[Stored data]
.....

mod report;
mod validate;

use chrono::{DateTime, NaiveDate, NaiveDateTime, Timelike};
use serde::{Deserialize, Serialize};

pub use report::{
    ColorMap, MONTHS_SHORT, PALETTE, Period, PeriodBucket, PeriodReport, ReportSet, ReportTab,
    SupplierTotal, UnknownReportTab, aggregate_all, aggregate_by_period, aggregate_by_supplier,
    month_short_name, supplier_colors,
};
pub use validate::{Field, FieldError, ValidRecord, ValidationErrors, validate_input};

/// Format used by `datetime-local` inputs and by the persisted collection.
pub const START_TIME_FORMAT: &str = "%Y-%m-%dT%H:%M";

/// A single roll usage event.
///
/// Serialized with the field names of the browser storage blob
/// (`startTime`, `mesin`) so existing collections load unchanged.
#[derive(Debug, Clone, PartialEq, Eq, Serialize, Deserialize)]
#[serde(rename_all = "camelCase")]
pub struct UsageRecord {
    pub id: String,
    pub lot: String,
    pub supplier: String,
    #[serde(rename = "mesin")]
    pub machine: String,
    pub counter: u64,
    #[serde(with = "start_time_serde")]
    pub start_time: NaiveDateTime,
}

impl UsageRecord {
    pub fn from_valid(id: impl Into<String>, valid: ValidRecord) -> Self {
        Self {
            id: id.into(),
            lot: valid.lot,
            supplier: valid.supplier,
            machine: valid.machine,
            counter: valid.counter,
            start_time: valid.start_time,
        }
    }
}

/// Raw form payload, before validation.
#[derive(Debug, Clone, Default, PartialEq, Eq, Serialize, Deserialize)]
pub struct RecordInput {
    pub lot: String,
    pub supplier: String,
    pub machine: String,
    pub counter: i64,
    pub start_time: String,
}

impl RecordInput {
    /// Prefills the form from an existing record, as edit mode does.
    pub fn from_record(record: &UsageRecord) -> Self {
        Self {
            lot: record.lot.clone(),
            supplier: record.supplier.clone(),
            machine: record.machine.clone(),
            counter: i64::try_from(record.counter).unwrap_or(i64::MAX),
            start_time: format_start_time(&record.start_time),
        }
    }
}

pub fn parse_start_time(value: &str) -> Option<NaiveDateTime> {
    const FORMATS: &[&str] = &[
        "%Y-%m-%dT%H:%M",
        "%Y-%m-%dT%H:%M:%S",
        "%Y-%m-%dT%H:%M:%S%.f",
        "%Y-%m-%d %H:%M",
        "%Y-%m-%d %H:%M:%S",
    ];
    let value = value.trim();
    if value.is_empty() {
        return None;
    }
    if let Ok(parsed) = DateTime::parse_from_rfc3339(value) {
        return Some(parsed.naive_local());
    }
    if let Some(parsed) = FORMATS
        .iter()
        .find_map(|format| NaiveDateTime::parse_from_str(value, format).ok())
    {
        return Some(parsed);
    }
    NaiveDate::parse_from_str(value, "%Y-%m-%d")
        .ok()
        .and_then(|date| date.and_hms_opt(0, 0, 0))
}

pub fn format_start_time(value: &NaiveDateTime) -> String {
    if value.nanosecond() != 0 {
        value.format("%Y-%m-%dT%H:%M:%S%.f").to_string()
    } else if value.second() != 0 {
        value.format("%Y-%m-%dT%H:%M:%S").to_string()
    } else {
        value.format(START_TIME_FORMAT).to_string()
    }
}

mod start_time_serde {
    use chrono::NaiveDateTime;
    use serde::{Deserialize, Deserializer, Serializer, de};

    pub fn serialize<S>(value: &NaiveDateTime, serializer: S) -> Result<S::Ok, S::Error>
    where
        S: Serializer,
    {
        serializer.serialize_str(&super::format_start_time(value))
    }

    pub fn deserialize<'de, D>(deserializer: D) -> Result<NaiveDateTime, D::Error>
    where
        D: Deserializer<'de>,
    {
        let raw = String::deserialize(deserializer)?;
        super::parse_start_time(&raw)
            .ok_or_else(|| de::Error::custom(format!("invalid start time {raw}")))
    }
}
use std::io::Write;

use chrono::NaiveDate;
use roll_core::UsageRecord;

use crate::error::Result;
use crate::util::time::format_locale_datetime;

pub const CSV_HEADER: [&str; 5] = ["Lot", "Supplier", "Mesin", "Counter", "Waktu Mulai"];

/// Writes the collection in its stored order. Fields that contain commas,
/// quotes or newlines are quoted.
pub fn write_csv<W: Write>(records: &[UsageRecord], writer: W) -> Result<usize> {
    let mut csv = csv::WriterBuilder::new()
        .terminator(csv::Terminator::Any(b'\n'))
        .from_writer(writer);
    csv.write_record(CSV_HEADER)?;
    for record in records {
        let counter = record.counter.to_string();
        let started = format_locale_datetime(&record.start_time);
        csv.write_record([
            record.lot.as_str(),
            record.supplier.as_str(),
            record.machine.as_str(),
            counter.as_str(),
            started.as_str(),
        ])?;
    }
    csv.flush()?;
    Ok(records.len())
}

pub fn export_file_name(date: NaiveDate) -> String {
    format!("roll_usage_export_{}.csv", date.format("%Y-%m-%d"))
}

.....

### Work instruction
The lines needed are those in the data above that hold the string "ValidRecord"; copy each of them.

### Result for this task
pub use validate::{Field, FieldError, ValidRecord, ValidationErrors, validate_input};
    pub fn from_valid(id: impl Into<String>, valid: ValidRecord) -> Self {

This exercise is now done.